Here's what's important though: There was no "awe shucks," or being a finger snapper as Coach Noll used to call them, from Bell. Finger snappers are guys who shrunk from their failures. Chuck was big about getting the job done, and when it got kai-boshed you stuck your chin out, manned-up and got it done the next time. But don't wallow and wail, or in today's words, "Never let them see you bleed." Bell was having none of that. When they reversed the decision, Bell calmly walked to the bench and took a seat.
* I TOLD YOU SO: On the next Steelers' possession, Bell ripped off a 25-yard run while going Roger Kingdom over a Packer defender in the process. No, he's no finger snapper. That's how you respond to adversity.

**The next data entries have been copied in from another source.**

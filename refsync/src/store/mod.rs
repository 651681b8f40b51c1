pub mod memory;

use std::collections::BTreeMap;

use async_trait::async_trait;
use serde::{Deserialize, Serialize};

use crate::error::StoreError;

pub use memory::MemoryItemStore;

/// Opaque identifier, unique within its entity kind and library only.
pub type EntityId = u64;

pub type StoreResult<T> = Result<T, StoreError>;

#[derive(Debug, Clone, Copy, PartialEq, Eq, Default, Serialize, Deserialize)]
#[serde(rename_all = "lowercase")]
pub enum ItemKind {
    #[default]
    Regular,
    Note,
    Attachment,
}

#[derive(Debug, Clone, PartialEq, Serialize, Deserialize)]
pub struct Item {
    pub id: EntityId,
    pub library_id: EntityId,
    pub key: String,
    #[serde(default)]
    pub kind: ItemKind,
    #[serde(default)]
    pub parent_id: Option<EntityId>,
    #[serde(default)]
    pub collections: Vec<EntityId>,
    #[serde(default)]
    pub fields: BTreeMap<String, String>,
    #[serde(default)]
    pub deleted: bool,
}

impl Item {
    pub fn new(id: EntityId, library_id: EntityId, key: impl Into<String>) -> Self {
        Self {
            id,
            library_id,
            key: key.into(),
            kind: ItemKind::Regular,
            parent_id: None,
            collections: Vec::new(),
            fields: BTreeMap::new(),
            deleted: false,
        }
    }

    pub fn note(id: EntityId, library_id: EntityId, parent: EntityId) -> Self {
        Self {
            kind: ItemKind::Note,
            parent_id: Some(parent),
            ..Self::new(id, library_id, format!("NOTE{}", id))
        }
    }

    pub fn attachment(
        id: EntityId,
        library_id: EntityId,
        parent: EntityId,
    ) -> Self {
        Self {
            kind: ItemKind::Attachment,
            parent_id: Some(parent),
            ..Self::new(id, library_id, format!("ATT{}", id))
        }
    }

    pub fn with_field(
        mut self,
        name: impl Into<String>,
        value: impl Into<String>,
    ) -> Self {
        self.fields.insert(name.into(), value.into());
        self
    }

    pub fn in_collection(mut self, collection: EntityId) -> Self {
        self.collections.push(collection);
        self
    }

    /// Notes and attachments carry no derived state of their own.
    pub fn is_auxiliary(&self) -> bool {
        matches!(self.kind, ItemKind::Note | ItemKind::Attachment)
    }

    pub fn field(&self, name: &str) -> Option<&str> {
        self.fields.get(name).map(String::as_str)
    }
}

#[derive(Debug, Clone, PartialEq, Eq, Serialize, Deserialize)]
pub struct Collection {
    pub id: EntityId,
    pub library_id: EntityId,
    #[serde(default)]
    pub parent_id: Option<EntityId>,
    #[serde(default)]
    pub name: String,
}

/// Read side of the external reference library, plus the single write the
/// key manager performs.
#[async_trait]
pub trait ItemStore: Send + Sync {
    /// Items that still exist among `ids`, in request order. Unknown IDs are
    /// skipped.
    async fn items(&self, ids: &[EntityId]) -> StoreResult<Vec<Item>>;

    async fn all_items(&self) -> StoreResult<Vec<Item>>;

    /// Parent relation for notes and attachments.
    async fn parent_item(&self, id: EntityId) -> StoreResult<Option<EntityId>>;

    /// Collection hierarchy link.
    async fn parent_collection(
        &self,
        id: EntityId,
    ) -> StoreResult<Option<EntityId>>;

    /// Writes a derived citekey back onto the item. The store must tag the
    /// resulting modify notification as a citekey update so it is not
    /// dispatched again.
    async fn save_citekey(
        &self,
        id: EntityId,
        citekey: &str,
    ) -> StoreResult<()>;
}

/// Library snapshot used to seed an in-memory store.
#[derive(Debug, Clone, Default, Serialize, Deserialize)]
pub struct LibrarySnapshot {
    #[serde(default)]
    pub items: Vec<Item>,
    #[serde(default)]
    pub collections: Vec<Collection>,
}
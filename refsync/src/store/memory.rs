use std::collections::HashMap;
use std::sync::{Arc, Mutex};

use async_trait::async_trait;
use tokio::sync::RwLock;
use tracing::{debug, warn};

use super::{
    Collection, EntityId, Item, ItemStore, LibrarySnapshot, StoreResult,
};
use crate::error::StoreError;
use crate::events::{
    EventExtra, EventKind, MembershipLink, MutAction, MutationEvent, Notifier,
};

/// Field the key manager's write-back lands in.
pub const CITEKEY_FIELD: &str = "citekey";

/// In-memory reference library. Every mutation is reported through the
/// attached [`Notifier`], the way the host application reports its own.
#[derive(Clone, Default)]
pub struct MemoryItemStore {
    items: Arc<RwLock<HashMap<EntityId, Item>>>,
    collections: Arc<RwLock<HashMap<EntityId, Collection>>>,
    notifier: Arc<Mutex<Option<Notifier>>>,
}

impl MemoryItemStore {
    pub fn new() -> Self {
        Self::default()
    }

    pub fn from_snapshot(snapshot: LibrarySnapshot) -> Self {
        let items = snapshot
            .items
            .into_iter()
            .map(|item| (item.id, item))
            .collect();
        let collections = snapshot
            .collections
            .into_iter()
            .map(|c| (c.id, c))
            .collect();
        Self {
            items: Arc::new(RwLock::new(items)),
            collections: Arc::new(RwLock::new(collections)),
            notifier: Arc::new(Mutex::new(None)),
        }
    }

    pub fn attach_notifier(&self, notifier: Notifier) {
        if let Ok(mut slot) = self.notifier.lock() {
            slot.replace(notifier);
        }
    }

    /// Stops reporting mutations. Returns the detached notifier, if any.
    pub fn detach_notifier(&self) -> Option<Notifier> {
        self.notifier.lock().ok().and_then(|mut slot| slot.take())
    }

    fn emit(&self, event: MutationEvent) {
        let notifier = self.notifier.lock().ok().and_then(|n| n.clone());
        match notifier {
            Some(notifier) => {
                if !notifier.notify(event) {
                    warn!("notification queue closed; mutation not reported");
                }
            }
            None => debug!(
                kind = ?event.kind,
                action = ?event.action,
                "no notifier attached; mutation not reported"
            ),
        }
    }

    pub async fn item(&self, id: EntityId) -> Option<Item> {
        self.items.read().await.get(&id).cloned()
    }

    /// Adds or replaces an item; reported as `add` or `modify`.
    pub async fn put_item(&self, item: Item) {
        let id = item.id;
        let existed = self.items.write().await.insert(id, item).is_some();
        let action = if existed {
            MutAction::Modify
        } else {
            MutAction::Add
        };
        self.emit(MutationEvent::items(action, vec![id]));
    }

    pub async fn trash_item(&self, id: EntityId) -> StoreResult<()> {
        {
            let mut items = self.items.write().await;
            let item =
                items.get_mut(&id).ok_or(StoreError::ItemNotFound(id))?;
            item.deleted = true;
        }
        self.emit(MutationEvent::items(MutAction::Trash, vec![id]));
        Ok(())
    }

    /// Erases an item. The notification carries the former parent in its
    /// extra data since the item can no longer be looked up.
    pub async fn delete_item(&self, id: EntityId) -> StoreResult<()> {
        let removed = self
            .items
            .write()
            .await
            .remove(&id)
            .ok_or(StoreError::ItemNotFound(id))?;
        let mut event = MutationEvent::items(MutAction::Delete, vec![id]);
        if let Some(parent) = removed.parent_id {
            event.extra.insert(
                id,
                EventExtra {
                    parent_item_id: Some(parent),
                    ..Default::default()
                },
            );
        }
        self.emit(event);
        Ok(())
    }

    pub async fn put_collection(&self, collection: Collection) {
        let id = collection.id;
        let existed = self
            .collections
            .write()
            .await
            .insert(id, collection)
            .is_some();
        let action = if existed {
            MutAction::Modify
        } else {
            MutAction::Add
        };
        self.emit(MutationEvent::entities(EventKind::Collection, action, vec![
            id,
        ]));
    }

    pub async fn delete_collection(&self, id: EntityId) -> StoreResult<()> {
        self.collections
            .write()
            .await
            .remove(&id)
            .ok_or(StoreError::CollectionNotFound(id))?;
        for item in self.items.write().await.values_mut() {
            item.collections.retain(|c| *c != id);
        }
        self.emit(MutationEvent::entities(
            EventKind::Collection,
            MutAction::Delete,
            vec![id],
        ));
        Ok(())
    }

    pub async fn add_to_collection(
        &self,
        collection_id: EntityId,
        item_id: EntityId,
    ) -> StoreResult<()> {
        if !self.collections.read().await.contains_key(&collection_id) {
            return Err(StoreError::CollectionNotFound(collection_id));
        }
        {
            let mut items = self.items.write().await;
            let item = items
                .get_mut(&item_id)
                .ok_or(StoreError::ItemNotFound(item_id))?;
            if !item.collections.contains(&collection_id) {
                item.collections.push(collection_id);
            }
        }
        self.emit(MutationEvent::collection_items(MutAction::Add, vec![
            MembershipLink::new(collection_id, item_id),
        ]));
        Ok(())
    }

    pub async fn remove_from_collection(
        &self,
        collection_id: EntityId,
        item_id: EntityId,
    ) -> StoreResult<()> {
        {
            let mut items = self.items.write().await;
            let item = items
                .get_mut(&item_id)
                .ok_or(StoreError::ItemNotFound(item_id))?;
            item.collections.retain(|c| *c != collection_id);
        }
        self.emit(MutationEvent::collection_items(MutAction::Delete, vec![
            MembershipLink::new(collection_id, item_id),
        ]));
        Ok(())
    }

    /// Drops every item and collection of a library.
    pub async fn delete_library(&self, library_id: EntityId) {
        self.items
            .write()
            .await
            .retain(|_, item| item.library_id != library_id);
        self.collections
            .write()
            .await
            .retain(|_, c| c.library_id != library_id);
        self.emit(MutationEvent::entities(
            EventKind::Library,
            MutAction::Delete,
            vec![library_id],
        ));
    }
}

#[async_trait]
impl ItemStore for MemoryItemStore {
    async fn items(&self, ids: &[EntityId]) -> StoreResult<Vec<Item>> {
        let items = self.items.read().await;
        Ok(ids.iter().filter_map(|id| items.get(id).cloned()).collect())
    }

    async fn all_items(&self) -> StoreResult<Vec<Item>> {
        let items = self.items.read().await;
        let mut all: Vec<Item> = items.values().cloned().collect();
        all.sort_by_key(|item| item.id);
        Ok(all)
    }

    async fn parent_item(&self, id: EntityId) -> StoreResult<Option<EntityId>> {
        Ok(self
            .items
            .read()
            .await
            .get(&id)
            .and_then(|item| item.parent_id))
    }

    async fn parent_collection(
        &self,
        id: EntityId,
    ) -> StoreResult<Option<EntityId>> {
        let collections = self.collections.read().await;
        let collection = collections
            .get(&id)
            .ok_or(StoreError::CollectionNotFound(id))?;
        Ok(collection.parent_id)
    }

    async fn save_citekey(
        &self,
        id: EntityId,
        citekey: &str,
    ) -> StoreResult<()> {
        {
            let mut items = self.items.write().await;
            let item =
                items.get_mut(&id).ok_or(StoreError::ItemNotFound(id))?;
            item.fields
                .insert(CITEKEY_FIELD.to_string(), citekey.to_string());
        }
        let mut event = MutationEvent::items(MutAction::Modify, vec![id]);
        event.extra.insert(
            id,
            EventExtra {
                citekey_update: true,
                ..Default::default()
            },
        );
        self.emit(event);
        Ok(())
    }
}

#[cfg(test)]
mod tests {
    use super::*;
    use crate::events::Notifier;

    #[tokio::test]
    async fn delete_reports_former_parent() {
        let (queue, mut rx) = Notifier::channel();
        let store = MemoryItemStore::new();
        store.attach_notifier(queue);
        store.put_item(Item::new(1, 1, "PARENT")).await;
        store.put_item(Item::note(2, 1, 1)).await;
        store.delete_item(2).await.unwrap();

        let mut events = Vec::new();
        while let Ok(evt) = rx.try_recv() {
            events.push(evt);
        }
        assert_eq!(events.len(), 3);
        let delete = &events[2];
        assert_eq!(delete.action, MutAction::Delete);
        assert_eq!(delete.ids, vec![2]);
        assert_eq!(delete.extra[&2].parent_item_id, Some(1));
        assert!(store.parent_item(2).await.unwrap().is_none());
    }

    #[tokio::test]
    async fn citekey_write_back_is_tagged() {
        let (queue, mut rx) = Notifier::channel();
        let store = MemoryItemStore::new();
        store.put_item(Item::new(5, 1, "ABCD")).await;
        store.attach_notifier(queue);
        store.save_citekey(5, "doe2020").await.unwrap();

        let evt = rx.try_recv().unwrap();
        assert_eq!(evt.action, MutAction::Modify);
        assert!(evt.is_citekey_update(5));
        assert_eq!(
            store.item(5).await.unwrap().field(CITEKEY_FIELD),
            Some("doe2020")
        );
    }

    #[tokio::test]
    async fn unknown_collection_is_an_error() {
        let store = MemoryItemStore::new();
        assert!(matches!(
            store.parent_collection(9).await,
            Err(StoreError::CollectionNotFound(9))
        ));
    }
}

* After the free-for-all over the blocked field goal ended, and the post-play melee concluded with the officials getting it all wrong, Tomlin and special teams coach Danny Smith took turns arguing with the refs. Mike was hot, and deservedly so. I think the ref, Carl Cheffers, got a lump of coal in his stocking.
* CODY THE AGITATOR: You have to love Cody Wallace. Cody got B.J. Raji to go one more retaliation than he should have. It cost the Packers' nose tackle 15 yards, all because he couldn't restrain himself from taking a retaliatory shot at Wallace. Wallace had a Cat-that-ate-the-canary look on his face when he came to the sideline. Cody is one of those guys that you love when he's on your team, and hate if he's on another.
* Cortez Allen's pick-six just took all the air out of Lambeau Stadium. I have never seen Cortez smile as broadly as he did after scoring and heading back to the sideline for a love-fest with his fellow teammates. This is the Cortez Allen for whom everyone has been waiting.
* When Shamarko Thomas – a Syracuse man – raced across the John Facenda "Frozen Tundra" to track down Micah Hyde and temporarily save the day for the Steelers, I knew I would have to include this in my view from the sideline. After all, I am also a Syracuse man, and I just like the sound of "A Syracuse man" in my head when I write it. It beats referring to each other as a citrus fruit.
* The roar from the Green Bay faithful, swelling, full throttle at the snap, quickly turned into a groan as Flynn-to-Boykin hit the frozen tundra. Unlike the "Ice Bowl" of '67, when Bart Starr plunged over from the 1-yard line behind the blocks of Ken Bowman and Jerry Kramer to defeat the Dallas Cowboys at this very same end zone (I checked with the chain gang, they know everything), there would be no miracle finish for the Pack. But believe me, that was a very happy visitor's locker room at Lambeau. Even Jarvis Jones managed a weak post-game smile.